New Delhi wants to seed clouds to make it rain and chase away the toxic fog that smothers it every fall, a controversial technique that environmental advocates say does not address the root causes of the problem.

• Read also: “We breathe poison”: children out of breath in the Indian capital

The idea of ​​local authorities is to spray common salt or a mixture of salts into the clouds in order to trigger condensation in the form of rain.

“Even very modest rainfall is effective in reducing pollution,” says Sachchida Nand Tripathi, professor of sustainable energy engineering at the Indian Institute of Technology (IIT) in Kanpur (North), who initiated the project.

The megalopolis of 30 million inhabitants is regularly ranked the most polluted capital in the world, with levels of PM2.5 – microparticles which enter the blood system through the lungs – regularly more than 30 times higher than the Organization’s ceilings. World Health Organization (WHO).

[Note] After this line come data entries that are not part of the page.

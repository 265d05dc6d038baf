//! Shortest-path engines: uniform-cost (Dijkstra) and heuristic-guided (A*).
//!
//! # Pluggability
//!
//! Both engines implement the [`Pathfinder`] trait and produce the same
//! [`Path`] result type, so the dispatcher swaps between them with no
//! result-shape differences.  "No path" is `None`, never an error.
//!
//! # Cost units
//!
//! Edge weight is effective travel time in minutes
//! (`base_travel_min × congestion`); all totals are minutes.

use std::cmp::{Ordering, Reverse};
use std::collections::BinaryHeap;

use rustc_hash::FxHashMap;

use erd_core::LocationId;

use crate::Network;

/// Reference road speed (km/h) used to convert the great-circle heuristic
/// distance into minutes.
const HEURISTIC_SPEED_KMH: f64 = 80.0;

// ── Path ─────────────────────────────────────────────────────────────────────

/// The result of a routing query: the ordered stop sequence (source and
/// destination inclusive) plus totals.
#[derive(Debug, Clone)]
pub struct Path {
    pub stops: Vec<LocationId>,
    /// Total weighted travel time in minutes.
    pub total_min: f64,
    /// Total physical distance in kilometres, summed over traversed routes.
    pub total_km: f64,
}

impl Path {
    /// `true` if source and destination were the same location.
    pub fn is_trivial(&self) -> bool {
        self.stops.len() <= 1
    }
}

impl std::fmt::Display for Path {
    fn fmt(&self, f: &mut std::fmt::Formatter<'_>) -> std::fmt::Result {
        write!(f, "path ({:.2} min): ", self.total_min)?;
        for (i, stop) in self.stops.iter().enumerate() {
            if i > 0 {
                f.write_str(" -> ")?;
            }
            write!(f, "{stop}")?;
        }
        Ok(())
    }
}

// ── Pathfinder trait ──────────────────────────────────────────────────────────

/// A shortest-path engine over the [`Network`].
///
/// Returns `None` when the destination is unreachable — callers must treat
/// this as a normal negative result and branch on it.
pub trait Pathfinder {
    fn shortest_path(&self, network: &Network, from: LocationId, to: LocationId) -> Option<Path>;
}

// ── Priority-queue entry ──────────────────────────────────────────────────────

/// Heap entry ordered by key (cost or f-score), then by location id.
///
/// The secondary id key makes tie-breaking deterministic; keys are finite
/// (weights are non-negative, heuristics finite) so `total_cmp` is a true
/// total order here.
#[derive(Copy, Clone, Debug)]
struct QueueEntry {
    key: f64,
    node: LocationId,
}

impl PartialEq for QueueEntry {
    fn eq(&self, other: &Self) -> bool {
        self.cmp(other) == Ordering::Equal
    }
}

impl Eq for QueueEntry {}

impl PartialOrd for QueueEntry {
    fn partial_cmp(&self, other: &Self) -> Option<Ordering> {
        Some(self.cmp(other))
    }
}

impl Ord for QueueEntry {
    fn cmp(&self, other: &Self) -> Ordering {
        self.key.total_cmp(&other.key).then_with(|| self.node.cmp(&other.node))
    }
}

// ── DijkstraPathfinder ────────────────────────────────────────────────────────

/// Uniform-cost search: label-correcting relaxation over a min-heap.
///
/// Terminates at the first pop of the destination, which is optimal because
/// all edge weights are ≥ 0.
pub struct DijkstraPathfinder;

impl Pathfinder for DijkstraPathfinder {
    fn shortest_path(&self, network: &Network, from: LocationId, to: LocationId) -> Option<Path> {
        if network.location(from).is_none() || network.location(to).is_none() {
            return None;
        }

        let mut dist: FxHashMap<LocationId, f64> = FxHashMap::default();
        let mut prev: FxHashMap<LocationId, LocationId> = FxHashMap::default();
        let mut heap: BinaryHeap<Reverse<QueueEntry>> = BinaryHeap::new();

        dist.insert(from, 0.0);
        heap.push(Reverse(QueueEntry { key: 0.0, node: from }));

        while let Some(Reverse(QueueEntry { key: cost, node })) = heap.pop() {
            if node == to {
                return Some(reconstruct(network, &prev, to, cost));
            }

            // Skip stale heap entries.
            if dist.get(&node).is_some_and(|&best| cost > best) {
                continue;
            }

            for route in network.neighbors(node) {
                let next = route.to;
                let new_cost = cost + route.weight();
                if dist.get(&next).is_none_or(|&best| new_cost < best) {
                    dist.insert(next, new_cost);
                    prev.insert(next, node);
                    heap.push(Reverse(QueueEntry { key: new_cost, node: next }));
                }
            }
        }

        None
    }
}

impl DijkstraPathfinder {
    /// One-to-all variant: best-known travel time in minutes from `source`
    /// to every reachable location.  Locations absent from the map are
    /// unreachable; an unknown source yields an empty map.
    pub fn distance_map(&self, network: &Network, source: LocationId) -> FxHashMap<LocationId, f64> {
        let mut dist: FxHashMap<LocationId, f64> = FxHashMap::default();
        if network.location(source).is_none() {
            return dist;
        }

        let mut heap: BinaryHeap<Reverse<QueueEntry>> = BinaryHeap::new();
        dist.insert(source, 0.0);
        heap.push(Reverse(QueueEntry { key: 0.0, node: source }));

        while let Some(Reverse(QueueEntry { key: cost, node })) = heap.pop() {
            if dist.get(&node).is_some_and(|&best| cost > best) {
                continue;
            }
            for route in network.neighbors(node) {
                let next = route.to;
                let new_cost = cost + route.weight();
                if dist.get(&next).is_none_or(|&best| new_cost < best) {
                    dist.insert(next, new_cost);
                    heap.push(Reverse(QueueEntry { key: new_cost, node: next }));
                }
            }
        }

        dist
    }
}

// ── AStarPathfinder ───────────────────────────────────────────────────────────

/// Heuristic-guided search: identical relaxation structure to
/// [`DijkstraPathfinder`], but the heap is ordered by
/// `known cost + heuristic(node, destination)`.
///
/// The heuristic is the great-circle distance between the two locations
/// converted to minutes at an 80 km/h reference speed.  It is an admissible
/// lower bound only while no route's effective speed exceeds 80 km/h at
/// congestion 1.0; that is an assumption on the input network, not something
/// this engine enforces.  On networks that violate it the search degrades to
/// best-effort rather than optimal.
pub struct AStarPathfinder;

impl AStarPathfinder {
    /// Straight-line lower bound in minutes from `a` to `b`.
    fn heuristic(network: &Network, a: LocationId, b: LocationId) -> f64 {
        match (network.location(a), network.location(b)) {
            (Some(from), Some(to)) => {
                from.position.distance_km(to.position) / HEURISTIC_SPEED_KMH * 60.0
            }
            _ => 0.0,
        }
    }
}

impl Pathfinder for AStarPathfinder {
    fn shortest_path(&self, network: &Network, from: LocationId, to: LocationId) -> Option<Path> {
        if network.location(from).is_none() || network.location(to).is_none() {
            return None;
        }

        let mut g_score: FxHashMap<LocationId, f64> = FxHashMap::default();
        let mut f_score: FxHashMap<LocationId, f64> = FxHashMap::default();
        let mut prev: FxHashMap<LocationId, LocationId> = FxHashMap::default();
        let mut open: BinaryHeap<Reverse<QueueEntry>> = BinaryHeap::new();

        g_score.insert(from, 0.0);
        let f0 = Self::heuristic(network, from, to);
        f_score.insert(from, f0);
        open.push(Reverse(QueueEntry { key: f0, node: from }));

        while let Some(Reverse(QueueEntry { key, node })) = open.pop() {
            if node == to {
                let cost = g_score.get(&to).copied().unwrap_or(0.0);
                return Some(reconstruct(network, &prev, to, cost));
            }

            if f_score.get(&node).is_some_and(|&best| key > best) {
                continue;
            }

            let g_node = g_score.get(&node).copied().unwrap_or(f64::INFINITY);
            for route in network.neighbors(node) {
                let next = route.to;
                let tentative = g_node + route.weight();
                if g_score.get(&next).is_none_or(|&best| tentative < best) {
                    prev.insert(next, node);
                    g_score.insert(next, tentative);
                    let f = tentative + Self::heuristic(network, next, to);
                    f_score.insert(next, f);
                    open.push(Reverse(QueueEntry { key: f, node: next }));
                }
            }
        }

        None
    }
}

// ── Path reconstruction ───────────────────────────────────────────────────────

/// Walk the predecessor map back from `to`, then sum the physical distance
/// of the traversed routes.
fn reconstruct(network: &Network, prev: &FxHashMap<LocationId, LocationId>, to: LocationId, total_min: f64) -> Path {
    let mut stops = vec![to];
    let mut cur = to;
    while let Some(&p) = prev.get(&cur) {
        stops.push(p);
        cur = p;
    }
    stops.reverse();

    let total_km = stops
        .windows(2)
        .filter_map(|leg| {
            network
                .neighbors(leg[0])
                .iter()
                .find(|r| r.to == leg[1])
                .map(|r| r.distance_km)
        })
        .sum();

    Path { stops, total_min, total_km }
}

But breathing toxic air has catastrophic consequences on health. According to the WHO, prolonged exposure can trigger strokes, heart disease, lung cancer and respiratory diseases.

A resident of New Delhi loses on average 12 years of life due to air pollution, according to a study published in August by the Energy Policy Institute at the University of Chicago.

Authorities had to temporarily close schools in the capital, ban construction sites and ban diesel vehicles during recent pollution peaks.

Unnecessary expense?

But given the lack of effect of these measures, the government asked the Kanpur Institute of Technology to prepare to seed clouds, by plane or using cannons.

According to Mr. Tripathi, this technique is effective and “has shown no negative effects wherever it has been tried.”

But the high price and doubts about the effectiveness of the method raise observers’ eyebrows.

Although the exact cost has not been made public, Indian media report the sum of 10 million rupees (approximately 120,000 dollars or 110,000 euros) for an area of ​​100 square kilometers.

For environmental expert Bhavreen Kandhari, this is an “ineffective approach” to pollution. “We risk spending public funds unnecessarily and wasting precious time,” she told AFP.

New Delhi’s pollution is caused by a mix of factory and vehicle emissions, exacerbated by seasonal fires set by farmers in surrounding areas.

The phenomenon gets even worse in autumn and winter, when colder air traps pollution. Residents of the capital are therefore advised to wear masks at all times outside.

“Ephemeral respite”

India is not the first to use this technique.

China regularly spends billions of dollars trying to modify weather conditions to protect agricultural regions or improve air quality before major events.

Scientists in western India have also successfully tested it, achieving an increase in rainfall of 20%, says Mr Tripathi.

But Sunil Dahiya, an analyst at the Center for Research on Energy and Clean Air (CREA), believes that artificial rain is not a “final solution” to pollution.

“The respite is fleeting, because as soon as the rains stop, polluted air masses arrive, quickly reducing air quality to dangerous levels.” Emissions must be reduced at source “for lasting and significant improvements in air quality,” insists the expert.

Professor Tripathi said cloud seeding was “worth a try”, especially since other measures have failed.

New Delhi tried another experiment two years ago: a “smog tower”, a giant fan supposed to suck and clean the air. But this structure costing some two million dollars (1.8 million euros) only operated over a radius limited to 50 meters and was abandoned.